Students will be able to access their lab work from home via computer.

* All of the computers will be linked via two high-speed networks, allowing students to take data at any location and access it from any other location for analysis and printing. Students, for example, could ride around campus on mountain bikes toting portable, computer-based data-acquisition systems in their backpacks to measure the effectiveness of the bike’s suspension system.

* All undergraduates will have the opportunity to design, build and test projects from scratch. They also will learn through “reverse engineering” -- an educational process that involves examining and disassembling unfamiliar devices and instruments to determine their original use and function.

* A simulation lab with 25 high performance workstations will allow students to accurately model the performance of a design before it is built. The students will be able to predict stresses, measure heat transfer and model complex fluid-flow systems.

* Each section of the first-year design courses in the college is limited to 30 students. Currently, five sections focus on various topics, including creating devices for people with disabilities, designing novel air quality sensors and building zany contraptions to perform surprising functions. Each team will have one computer loaded with computer-aided design software, spreadsheets, word processing, scheduling, presentation graphics and dynamic simulation software.

* Engineering college administrators plan to replace from 15 percent to 20 percent of the ITLL equipment each year to ensure that students are working with the latest technologies. They plan to update curricula accordingly to keep up with rapid changes in the field of engineering.

* The “inside-out” design of ITLL exposes concrete and steel structural systems, fire protection and plumbing, and electrical and communication systems. Steel columns, beams and trusses are equipped with strain gauges to measure loading and deflection, and different types of window glazing allows students to study differences in solar gain and heat loss. Students will be able to measure the building’s response to wind, settling, heat and cold. Students can even manipulate the climate of a classroom on an experimental high-speed computer network.

* The building also includes 10 team study rooms, each with a dedicated computer. Both large lab plazas in the 34,400 square-foot-facility have break-out spaces for team meetings and group problem-solving sessions. The ITLL also features a large "active learning" classroom with high-tech equipment to facilitate student collaboration.

* The ITLL team is working with a number of elementary, middle and high schools to bring K-12 teachers and students to ITLL for summer training programs. In addition, they have created an alliance with the American Indian Science and Engineering Society through the Upward Bound Program to bring in American Indian high school students for summer workshops at the facility.
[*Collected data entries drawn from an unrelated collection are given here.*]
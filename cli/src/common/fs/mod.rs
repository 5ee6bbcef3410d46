//! # reportpub Filesystem Utilities (`common::fs`)
//!
//! File: cli/src/common/fs/mod.rs
//!
//! ## Overview
//!
//! Entry point for filesystem helpers. Functionality currently lives in a
//! single submodule:
//!
//! - **`io`**: ensuring directories exist and reading files with path-aware
//!   error context.
//!
//! ```rust
//! use crate::common::fs::io;
//!
//! io::ensure_dir_exists(Path::new("build"))?;
//! let bytes = io::read_file_bytes(Path::new("build/test-results-junit.zip"))?;
//! ```
//!

/// Basic file I/O operations (`ensure_dir_exists`, `read_file_bytes`, `read_file_to_string`).
pub mod io;
//! # reportpub Error Types
//!
//! File: cli/src/core/error.rs
//!
//! ## Overview
//!
//! This module defines the error types used throughout reportpub. Failures are
//! whatever the filesystem, the zip writer, or the publish transport surfaces;
//! this enum gives those failures names so `main` can print a readable message
//! and tests can match on the kind of failure.
//!
//! ## Architecture
//!
//! The error system consists of two main components:
//! - `ReportpubError`: A custom error enum using `thiserror` for specific error types
//! - `Result<T>`: A type alias for `anyhow::Result<T>` for flexible error handling
//!
//! The error types cover:
//! - Configuration errors (bad TOML, invalid topic names)
//! - Filesystem and archive errors
//! - Publish errors, split by HTTP outcome (401, 403, 404, other)
//! - External command errors (`gcloud auth print-access-token`)
//!
//! ## Examples
//!
//! ```rust
//! // Return a specific error type
//! if !source.is_dir() {
//!     anyhow::bail!(ReportpubError::FileSystem(format!(
//!         "Source path is not a directory: {}",
//!         source.display()
//!     )));
//! }
//!
//! // Pattern matching on error kinds
//! match result {
//!     Err(e) if matches!(e.downcast_ref::<ReportpubError>(), Some(ReportpubError::TopicNotFound { .. })) => {
//!         eprintln!("Create the topic first.");
//!     }
//!     other => other?,
//! }
//! ```
//!
use thiserror::Error;

/// Custom error type for reportpub.
#[derive(Error, Debug)]
pub enum ReportpubError {
    #[error("Configuration error: {0}")]
    Config(String),

    #[error("Filesystem error: {0}")]
    FileSystem(String),

    #[error("Zip archive error: {source}")]
    Archive {
        #[from]
        source: zip::result::ZipError,
    },

    #[error("HTTP request to Pub/Sub failed: {source}")]
    Http {
        #[from]
        source: reqwest::Error,
    },

    #[error("Not authenticated to Pub/Sub: {0}")]
    Unauthenticated(String),

    #[error("Permission denied publishing to '{topic}': {message}")]
    PermissionDenied { topic: String, message: String },

    #[error("Topic '{topic}' not found: {message}")]
    TopicNotFound { topic: String, message: String },

    #[error("Publish to '{topic}' rejected with HTTP {status}: {message}")]
    PublishRejected {
        topic: String,
        status: u16,
        message: String,
    },

    #[error("Payload of {size} bytes exceeds the maximum message size of {limit} bytes")]
    PayloadTooLarge { size: usize, limit: usize },

    #[error("Publish to '{topic}' returned no message id")]
    EmptyPublishResponse { topic: String },

    #[error("External command failed: {cmd}, Status: {status}, Output:\n{output}")]
    ExternalCommand {
        cmd: String,
        status: String,
        output: String,
    },
}

/// Type alias for Result using anyhow::Error.
/// Anyhow allows for easy context addition and flexible error handling.
pub type Result<T> = anyhow::Result<T>;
* A 10-foot-by-10-foot, wind-driven kinetic sculpture made of 10,000 small Mylar disks marks the northeast entrance of ITLL. The disks, which move freely on rivets, allow the wind to generate a variety of patterns on the sculpture’s face. Designed by noted San Francisco artist Ned Kahn, the sculpture is interactive, allowing passers-by to pull a lever and create their own artistic patterns with the disks.
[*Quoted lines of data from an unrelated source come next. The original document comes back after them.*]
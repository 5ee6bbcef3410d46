//! # reportpub Common Utilities (`common`)
//!
//! File: cli/src/common/mod.rs
//!
//! ## Overview
//!
//! Shared building blocks used by the command handlers in `commands::`. Each
//! submodule covers one concern:
//!
//! - **`archive`**: builds the zip archive from the report directory.
//! - **`fs`**: path-aware file reads and directory creation.
//! - **`process`**: runs external commands (the `gcloud` token lookup).
//! - **`pubsub`**: topic names, the outbound message, credentials and the REST publisher.
//!
//! ```rust
//! use crate::common::{archive, fs, pubsub};
//!
//! let summary = archive::zip::create_zip_archive(&config.source_dir, &config.archive_path)?;
//! let bytes = fs::io::read_file_bytes(&summary.path)?;
//! let client = pubsub::connect(&config).await?;
//! ```
//!

/// Zip archive creation.
pub mod archive;
/// Filesystem I/O helpers.
pub mod fs;
/// External command execution.
pub mod process;
/// Pub/Sub publishing.
pub mod pubsub;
* An indoor gallery will house science-based, high-tech kinetic exhibits that will be interactive. They include a chaotic pendulum that demonstrates nonlinear dynamics and allows students to chart plane phase trajectories, a chaotic fountain, a Taylor Column illustrating fluid mechanics and a visualization of a bubbling aquifer. A large audio-kinetic “ball machine” demonstrates concepts in dynamics. Such exhibits reinforce basic engineering concepts like dynamics, fluid mechanics and vibration.